Even the amount of meat – ie protein (animal-based food) to veg – ie carbohydrate (plant-based food) on your plate will vary according to your blood group. Instinctively we will put the right proportions of the right foods onto our plates if we trust our instincts – forget what you have been told or what you have been taught or read is right. Ask yourself what you really want. Remember that cravings may actually be trying to tell you something you are needing and we might have to analyse the truth of them.

O Blood Group – Warm/Hot climate

  • Not hungry till 10am -11am
  • Picks at food thru day when hungry
  • Eats large main meal at night
  • Lightly cooked meals eg stir-fry, salads
  • Strong digestive system – works while sleeping
  • Wakes with energy – ready to go
  • Sport activity gets brain going, invigorates

ABlood Group – Temperate cool climate

  • Hungry when wakes – needs food to warm up eg cooked breakfast, main meal midday
  • Light meal at night – digestion poor when asleep
  • Long cooked soups and stews, casseroles aid digestion
  • Grows grains – rye, barley.
  • Ripe fruit but not tropical
  • Keeps animals for by-products ie dairy, eggs, wool
  • Only eats animals when getting older or bred for food
  • Catches fish in rivers and ocean
  • Long exercise exhausts, slows brain function

ABlood Group – Extreme cold – Arctic

  • Scandinavian or Eskimos, Icelanders
  • 3 decent meals of meat, fish, root veg
  • Strong digestive system
  • Need to eat for warmth and energy
  • Berries main fruits – some apple, orange, pear, grapes –
  • NB stone fruit need frost to set fruit so OK
  • No tropical fruits can be grown in Arctic
  • No grains grown in snow– may tolerate rye, spelt, rice
  • Need lots of protein – meats, fish, fowl, deer, whale, bear
  • Long cooked meals – stews, soups, broths

B Blood Group – Cold climate – mountainous

  • Developed in Himalayan mountains, spread by gypsies
  • Needs 3 reasonable meals – balanced protein and plant foods each meal – get instant reactions to wrong foods
  • Need food for warmth and energy
  • New-seasons fruit – tangy, not quite ripe
  • Cold climate fruit but ok with some warm eg bananas, coconut but not pineapple
  • No good with any fowl but eggs ok
  • Cold water fish – deep ocean or cold river, no tuna.

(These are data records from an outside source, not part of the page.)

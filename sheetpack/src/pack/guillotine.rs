use crate::entities::{Bin, Item, Orientation, PackResult, Placement, Rect, UnplacedItem};
use crate::pack::{
    FreeRectScore, PackingStrategy, Rotation, SplitRule, decreasing_longest_side,
};
use crate::util::assertions;
use log::{debug, warn};

/// Free rectangle packer with guillotine splits.
///
/// Keeps a list of free rectangles, starting with the entire bin.
/// Each item (longest side first) goes into the free rectangle with the best [`FreeRectScore`],
/// after which the remainder of that rectangle is cut in two according to the [`SplitRule`].
#[derive(Debug, Clone, Copy, PartialEq)]
pub struct GuillotinePacker {
    pub rotation: Rotation,
    pub score: FreeRectScore,
    pub split: SplitRule,
}

/// Best fit found so far for an item
struct Candidate {
    free_idx: usize,
    orientation: Orientation,
    score: f64,
}

impl GuillotinePacker {
    pub fn new(rotation: Rotation, score: FreeRectScore, split: SplitRule) -> Self {
        Self {
            rotation,
            score,
            split,
        }
    }

    /// Scans all free rectangles, the caller's orientation of the item before the other one.
    /// A later option only replaces the current best if it scores strictly better.
    fn find_best<L>(&self, free_rects: &[Rect], item: &Item<L>) -> Option<Candidate> {
        let mut best: Option<Candidate> = None;

        for (free_idx, free) in free_rects.iter().enumerate() {
            for &orientation in self.orientations(item) {
                let (width, height) = item.dims(orientation);
                if !free.fits(width, height) {
                    continue;
                }
                let score = self.score.score(free, width, height);
                let improves = best.as_ref().is_none_or(|b| score < b.score);
                if improves {
                    best = Some(Candidate {
                        free_idx,
                        orientation,
                        score,
                    });
                }
            }
        }
        best
    }

    fn orientations<L>(&self, item: &Item<L>) -> &'static [Orientation] {
        match (self.rotation, item.started_rotated) {
            (Rotation::Enabled, false) => &[Orientation::Flat, Orientation::Rotated],
            (Rotation::Enabled, true) => &[Orientation::Rotated, Orientation::Flat],
            (Rotation::Disabled, _) => &[Orientation::Flat],
        }
    }
}

impl PackingStrategy for GuillotinePacker {
    const NAME: &'static str = "GUIL";

    fn pack<L: Clone>(&self, bin: Bin, items: Vec<Item<L>>) -> PackResult<L> {
        let n_items = items.len();
        let mut free_rects = vec![bin.rect()];
        let mut result = PackResult::new();

        for item in decreasing_longest_side(items) {
            let Some(Candidate {
                free_idx,
                orientation,
                ..
            }) = self.find_best(&free_rects, &item)
            else {
                warn!(
                    "[GUIL] item {} ({} x {}) does not fit in any free rectangle",
                    item.index, item.width, item.height
                );
                result.unplaced.push(UnplacedItem::from(item));
                continue;
            };

            let free = free_rects.remove(free_idx);
            let (width, height) = item.dims(orientation);
            let placement = Placement::new(&item, orientation, free.x, free.y);

            let (right, top) = self.split.split(&free, width, height);
            free_rects.extend(
                [right, top]
                    .into_iter()
                    .filter(|r| r.width > 0.0 && r.height > 0.0),
            );

            debug!(
                "[GUIL] placed item {} ({} x {}) at ({}, {}){}, {} free rectangles",
                placement.item,
                placement.w,
                placement.h,
                placement.x,
                placement.y,
                if placement.rotated { " rotated" } else { "" },
                free_rects.len()
            );
            result.placements.push(placement);
        }

        debug_assert!(assertions::layout_is_valid(&result, &bin, n_items));

        result
    }
}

Salmon ok
  • Mountain rice not paddy rice

A1B Blood Group – Warm climate

  • Developed in Asia and South Sea islands
  • Prefers more vegetables than meat
  • Big fish eaters, but not big on chicken or any fowl
  • Tropical ripe fruit – oranges ok but not lemon or bananas – good with pineapple but not apple
  • Not good with most nuts, dislikes beetroot
  • Likes stir-fry, lightly cooked meals
  • Instant reactions to wrong foods so may be fussy eater
  • Likes potato and root veg, ok with grains
  • Avoids legumes esp peas, but eats other greens
  • Dislikes stress, usually easy-going, hard workers

A2B Blood Group (very rare) – Cold Climate

  • Mostly as for A2 but may need to avoid foods A1B has problems with too eg beetroot, apples.